## Task objective
Find the line holding "store is not" in the entries below. Give it again exactly, along with every line after it up to and including the line holding "Union of the".
Material shown Start Marker
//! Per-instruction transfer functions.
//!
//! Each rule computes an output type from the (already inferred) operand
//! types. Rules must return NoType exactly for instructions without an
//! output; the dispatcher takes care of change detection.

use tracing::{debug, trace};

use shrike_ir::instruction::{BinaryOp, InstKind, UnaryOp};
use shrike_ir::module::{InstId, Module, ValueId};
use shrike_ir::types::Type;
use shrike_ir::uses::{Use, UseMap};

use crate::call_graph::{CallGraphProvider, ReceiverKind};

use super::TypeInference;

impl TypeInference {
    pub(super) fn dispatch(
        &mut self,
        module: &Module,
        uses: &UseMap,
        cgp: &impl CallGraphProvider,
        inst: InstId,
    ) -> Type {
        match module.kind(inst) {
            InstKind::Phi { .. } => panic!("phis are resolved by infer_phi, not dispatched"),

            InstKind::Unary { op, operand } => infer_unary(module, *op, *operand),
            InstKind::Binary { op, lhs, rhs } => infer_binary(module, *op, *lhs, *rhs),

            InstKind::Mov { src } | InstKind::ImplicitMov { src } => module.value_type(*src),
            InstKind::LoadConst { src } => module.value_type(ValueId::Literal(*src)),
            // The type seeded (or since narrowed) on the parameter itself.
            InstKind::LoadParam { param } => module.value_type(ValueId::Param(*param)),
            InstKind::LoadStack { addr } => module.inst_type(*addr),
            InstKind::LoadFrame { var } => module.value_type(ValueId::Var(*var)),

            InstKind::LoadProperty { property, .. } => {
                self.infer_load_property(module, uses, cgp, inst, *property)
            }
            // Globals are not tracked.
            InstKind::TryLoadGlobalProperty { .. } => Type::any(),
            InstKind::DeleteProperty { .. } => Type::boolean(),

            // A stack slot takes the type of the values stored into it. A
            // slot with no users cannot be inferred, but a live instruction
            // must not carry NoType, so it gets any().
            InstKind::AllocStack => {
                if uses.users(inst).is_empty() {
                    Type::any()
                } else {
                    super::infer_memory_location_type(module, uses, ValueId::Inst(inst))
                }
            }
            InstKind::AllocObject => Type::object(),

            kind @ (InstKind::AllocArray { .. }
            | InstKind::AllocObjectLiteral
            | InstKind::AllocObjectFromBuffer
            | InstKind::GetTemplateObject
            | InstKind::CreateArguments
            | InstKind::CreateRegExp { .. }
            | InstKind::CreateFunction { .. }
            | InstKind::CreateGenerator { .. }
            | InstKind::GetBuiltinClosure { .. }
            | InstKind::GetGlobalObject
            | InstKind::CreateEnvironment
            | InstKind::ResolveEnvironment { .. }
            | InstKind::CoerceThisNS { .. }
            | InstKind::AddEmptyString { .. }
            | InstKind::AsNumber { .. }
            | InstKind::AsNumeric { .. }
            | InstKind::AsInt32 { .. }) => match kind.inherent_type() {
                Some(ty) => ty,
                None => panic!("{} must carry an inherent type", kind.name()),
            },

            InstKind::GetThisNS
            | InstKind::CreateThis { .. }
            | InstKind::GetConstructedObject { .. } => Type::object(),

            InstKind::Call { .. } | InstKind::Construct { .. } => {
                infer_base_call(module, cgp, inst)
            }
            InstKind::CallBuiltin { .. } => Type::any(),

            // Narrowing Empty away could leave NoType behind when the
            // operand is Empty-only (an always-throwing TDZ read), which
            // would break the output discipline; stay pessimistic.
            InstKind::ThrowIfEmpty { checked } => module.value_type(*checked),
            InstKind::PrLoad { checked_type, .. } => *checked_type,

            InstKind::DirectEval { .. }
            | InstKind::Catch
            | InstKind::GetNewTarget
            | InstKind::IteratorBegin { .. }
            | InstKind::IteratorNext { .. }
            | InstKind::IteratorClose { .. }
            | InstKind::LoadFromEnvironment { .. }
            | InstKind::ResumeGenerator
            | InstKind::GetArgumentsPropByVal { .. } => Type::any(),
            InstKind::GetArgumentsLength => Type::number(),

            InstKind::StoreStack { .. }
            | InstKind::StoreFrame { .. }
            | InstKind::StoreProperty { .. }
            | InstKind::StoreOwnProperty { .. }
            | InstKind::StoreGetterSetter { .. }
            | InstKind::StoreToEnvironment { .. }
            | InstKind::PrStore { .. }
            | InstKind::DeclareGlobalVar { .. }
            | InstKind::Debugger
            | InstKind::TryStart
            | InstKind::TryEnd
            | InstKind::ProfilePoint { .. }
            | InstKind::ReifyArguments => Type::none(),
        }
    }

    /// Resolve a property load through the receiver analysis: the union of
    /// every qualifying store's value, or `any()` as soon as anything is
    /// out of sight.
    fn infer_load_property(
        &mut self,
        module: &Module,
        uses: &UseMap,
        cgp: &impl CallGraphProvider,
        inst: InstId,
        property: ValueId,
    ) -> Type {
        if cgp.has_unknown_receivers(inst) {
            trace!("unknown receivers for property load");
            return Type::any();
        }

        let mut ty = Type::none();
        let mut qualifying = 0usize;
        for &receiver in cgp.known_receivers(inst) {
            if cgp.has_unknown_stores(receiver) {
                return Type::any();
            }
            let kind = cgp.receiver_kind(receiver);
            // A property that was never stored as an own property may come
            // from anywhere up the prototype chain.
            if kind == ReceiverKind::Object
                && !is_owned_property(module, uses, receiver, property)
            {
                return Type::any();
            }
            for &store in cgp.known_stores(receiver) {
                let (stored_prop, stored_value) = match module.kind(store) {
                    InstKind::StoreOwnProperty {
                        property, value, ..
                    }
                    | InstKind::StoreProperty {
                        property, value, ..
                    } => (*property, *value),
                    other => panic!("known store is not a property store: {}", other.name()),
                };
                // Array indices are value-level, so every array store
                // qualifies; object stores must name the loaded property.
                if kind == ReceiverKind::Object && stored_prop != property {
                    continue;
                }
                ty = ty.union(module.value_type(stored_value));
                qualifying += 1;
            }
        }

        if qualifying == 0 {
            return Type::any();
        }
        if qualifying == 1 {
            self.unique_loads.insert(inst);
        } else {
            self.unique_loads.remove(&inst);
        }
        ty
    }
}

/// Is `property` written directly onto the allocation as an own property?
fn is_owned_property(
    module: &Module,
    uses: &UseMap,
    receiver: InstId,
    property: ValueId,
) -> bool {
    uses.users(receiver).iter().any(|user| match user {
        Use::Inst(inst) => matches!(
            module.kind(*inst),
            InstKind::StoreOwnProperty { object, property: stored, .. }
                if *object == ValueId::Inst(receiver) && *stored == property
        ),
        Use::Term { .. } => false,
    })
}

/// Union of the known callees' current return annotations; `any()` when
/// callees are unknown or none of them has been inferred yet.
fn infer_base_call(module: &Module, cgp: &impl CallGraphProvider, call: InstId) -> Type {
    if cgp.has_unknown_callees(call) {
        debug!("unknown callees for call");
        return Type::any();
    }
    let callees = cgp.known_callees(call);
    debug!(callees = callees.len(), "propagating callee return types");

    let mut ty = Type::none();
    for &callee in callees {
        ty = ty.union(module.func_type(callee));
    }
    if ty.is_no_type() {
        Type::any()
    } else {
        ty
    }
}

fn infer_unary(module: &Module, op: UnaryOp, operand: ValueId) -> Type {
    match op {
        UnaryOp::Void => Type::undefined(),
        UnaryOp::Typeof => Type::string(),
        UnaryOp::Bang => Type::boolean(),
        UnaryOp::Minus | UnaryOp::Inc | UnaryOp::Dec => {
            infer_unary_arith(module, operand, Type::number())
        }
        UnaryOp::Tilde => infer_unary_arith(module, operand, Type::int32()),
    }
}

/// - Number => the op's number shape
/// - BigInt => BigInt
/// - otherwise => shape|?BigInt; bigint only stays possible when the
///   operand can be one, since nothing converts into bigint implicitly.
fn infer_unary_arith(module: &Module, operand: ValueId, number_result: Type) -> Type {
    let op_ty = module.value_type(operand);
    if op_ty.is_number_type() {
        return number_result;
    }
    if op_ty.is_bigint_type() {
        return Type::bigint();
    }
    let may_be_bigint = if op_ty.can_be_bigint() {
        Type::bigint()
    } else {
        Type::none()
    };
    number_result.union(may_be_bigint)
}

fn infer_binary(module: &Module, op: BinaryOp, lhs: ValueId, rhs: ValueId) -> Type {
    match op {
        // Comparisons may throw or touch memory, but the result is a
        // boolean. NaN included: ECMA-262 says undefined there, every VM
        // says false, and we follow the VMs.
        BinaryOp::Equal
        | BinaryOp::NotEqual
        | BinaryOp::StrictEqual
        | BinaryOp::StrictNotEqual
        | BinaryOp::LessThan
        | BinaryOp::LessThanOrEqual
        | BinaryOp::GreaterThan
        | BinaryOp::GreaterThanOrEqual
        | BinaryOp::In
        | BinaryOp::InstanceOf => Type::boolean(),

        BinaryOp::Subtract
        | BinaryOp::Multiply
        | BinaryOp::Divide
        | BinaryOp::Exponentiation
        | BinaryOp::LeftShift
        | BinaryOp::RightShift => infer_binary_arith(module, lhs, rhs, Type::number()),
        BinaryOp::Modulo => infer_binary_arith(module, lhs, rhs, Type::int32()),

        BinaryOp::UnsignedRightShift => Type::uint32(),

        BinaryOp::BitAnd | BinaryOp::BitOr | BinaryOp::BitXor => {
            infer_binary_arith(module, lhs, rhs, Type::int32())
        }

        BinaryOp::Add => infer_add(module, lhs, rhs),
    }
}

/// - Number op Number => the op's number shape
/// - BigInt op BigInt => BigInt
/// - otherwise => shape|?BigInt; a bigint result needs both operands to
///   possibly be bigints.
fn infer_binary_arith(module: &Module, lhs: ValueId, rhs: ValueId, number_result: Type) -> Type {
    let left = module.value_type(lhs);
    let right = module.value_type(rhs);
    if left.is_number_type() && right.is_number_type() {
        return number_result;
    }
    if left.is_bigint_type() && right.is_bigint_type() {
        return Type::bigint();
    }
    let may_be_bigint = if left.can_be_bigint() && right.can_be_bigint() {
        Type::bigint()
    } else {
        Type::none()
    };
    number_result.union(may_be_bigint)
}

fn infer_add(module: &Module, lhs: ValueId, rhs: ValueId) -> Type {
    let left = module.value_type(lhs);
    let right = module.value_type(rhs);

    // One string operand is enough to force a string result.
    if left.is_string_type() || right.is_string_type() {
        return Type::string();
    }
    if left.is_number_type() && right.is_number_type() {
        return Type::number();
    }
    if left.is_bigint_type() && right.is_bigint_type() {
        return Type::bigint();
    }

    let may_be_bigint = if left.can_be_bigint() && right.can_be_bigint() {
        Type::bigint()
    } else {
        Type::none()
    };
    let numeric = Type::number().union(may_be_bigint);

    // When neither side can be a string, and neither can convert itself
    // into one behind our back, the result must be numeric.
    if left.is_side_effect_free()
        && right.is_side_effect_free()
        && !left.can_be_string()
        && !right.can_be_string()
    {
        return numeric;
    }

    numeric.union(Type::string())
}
Material shown End Marker
## Expected answer
                    other => panic!("known store is not a property store: {}", other.name()),
                };
                // Array indices are value-level, so every array store
                // qualifies; object stores must name the loaded property.
                if kind == ReceiverKind::Object && stored_prop != property {
                    continue;
                }
                ty = ty.union(module.value_type(stored_value));
                qualifying += 1;
            }
        }

        if qualifying == 0 {
            return Type::any();
        }
        if qualifying == 1 {
            self.unique_loads.insert(inst);
        } else {
            self.unique_loads.remove(&inst);
        }
        ty
    }
}

/// Is `property` written directly onto the allocation as an own property?
fn is_owned_property(
    module: &Module,
    uses: &UseMap,
    receiver: InstId,
    property: ValueId,
) -> bool {
    uses.users(receiver).iter().any(|user| match user {
        Use::Inst(inst) => matches!(
            module.kind(*inst),
            InstKind::StoreOwnProperty { object, property: stored, .. }
                if *object == ValueId::Inst(receiver) && *stored == property
        ),
        Use::Term { .. } => false,
    })
}

/// Union of the known callees' current return annotations; `any()` when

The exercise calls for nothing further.